As it is very difficult, if not impossible, to quantitatively measure the expression of mRNA or protein levels in formalin-fixed and paraffin-embedded tissues, validation of the array-CGH results was conducted using immunohistochemistry with specific antibodies to assess whether alterations detected by array-CGH correlated with in vivo protein expression in adjacent tissue sections. As a number of altered genes detected by array-CGH are essential for morphogenesis, angiogenesis, adhesion, and macromolecular complex assembly or intra-cellular trafficking 24-31, our study compared the vascular density, expression of cell adhesion molecules, and immunoreactivities of luminal secretory products between PABC and non-PABC with antibodies to Tenascin (clone:T2H5), E-cadherin (clone:36B5) (Lab Vision, Fremont, CA), D2-40 (clone:D2-40;Signet, Dedham, MA), CD34 (clone: QBEbd/10), CD45 (clone: 2B11+PD7/26), and ß-catenin (clone: 17C2) (Dako, Carpinteria, CA).

Results

All selected PABC and non-PABC cases contained normal, hyperplastic, and neoplastic components. The overall expression pattern and frequency of all antibodies were consistent with the description of the manufactures and those of our previous studies 9-11. All negative controls were consistently devoid of immunoreactivities to any of these antibodies. Of 20 PABC, 8 harbored a large number of epithelial cells arranged as lobules or large acinar clusters, in which all or near all cells uniformly expressed high levels of cytoplasmic p63, and 12 harbored variable numbers of cytoplasmic p63 expressing cells blended with cells without p63 expression. None of 20 non-PABC harbored epithelial cells with cytoplasmic p63 expression.

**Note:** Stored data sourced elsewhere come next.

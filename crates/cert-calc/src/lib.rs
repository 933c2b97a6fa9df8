#![deny(missing_docs)]
#![doc = "Rigorous calculus on analytic callbacks: Cauchy bounds on circles and Taylor-series integration along straight paths."]

/// Bounds for a function on a circle.
pub mod cauchy;
/// The evaluation callback capability.
pub mod func;
/// Taylor-series integration along straight paths.
pub mod integrate;

pub use cauchy::cauchy_bound;
pub use func::{callback_error, CalcFunc};
pub use integrate::{
    integrate_taylor, integrate_taylor_report, StepSummary, TaylorOpts, TaylorPath, TaylorReport,
};
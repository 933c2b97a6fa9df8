use serde::Serialize;
use sha2::{Digest, Sha256};

use crate::errors::CertError;
use crate::serde::to_canonical_json_bytes;

/// Hex SHA-256 of the canonical JSON encoding of `value`.
///
/// Used as a reproducibility fingerprint: the same inputs at the same
/// precision give the same string.
pub fn stable_hash_string<T: Serialize>(value: &T) -> Result<String, CertError> {
    let mut hasher = Sha256::new();
    hasher.update(to_canonical_json_bytes(value)?);
    Ok(hasher
        .finalize()
        .iter()
        .map(|byte| format!("{byte:02x}"))
        .collect())
}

A vast majority of these lobules or acinal clusters with cytoplasmic p63 expression were segregated from their counterparts by inter-lobular stromal tissues with a distinct boundary. In tissues that were not associated with, or distant from, malignant lesions, cytoplasmic p63 expression was seen in about 20-50% of the acinar cells, and nuclear p63 expression was seen in morphologically distinct myoepithelial cells (Fig 1a-d). In tissues associated with or adjacent to malignant lesions, cytoplasmic p63 expression was seen in all or nearly all normal or hyperplastic acinar cells, as well as adjacent cancer cells, while nuclear p63 expression was absent in all or nearly all morphologically distinct myoepithelial cells (Fig 1e-h).

Figure 1.

Figure 1

Acinar cell clusters or lobules with cytoplasmic p63 expression. Sections from paraffin embedded tissues of PABC were immunostained for p63 (brown or red). Circles identify normal appearing lobules in which all acinar cells show cytoplasmic p63 expression. Thin and thick arrows identify cells with nuclear and cytoplasmic p63 expression, respectively. Asterisks identify invasive tissue components. In tissues without or distant from malignant lesions, both cytoplasmic and nuclear p63 expression cells are seen (a-d), whereas in tissues harbored or adjacent to malignant lesions (e-h), all or nearly all cells within a given lobule uniformly show high levels of cytoplasmic p63 expression. a, c, e, and g: 100X; b, d, f, and h: a higher (300X) magnification of a, c, e, and g, respectively.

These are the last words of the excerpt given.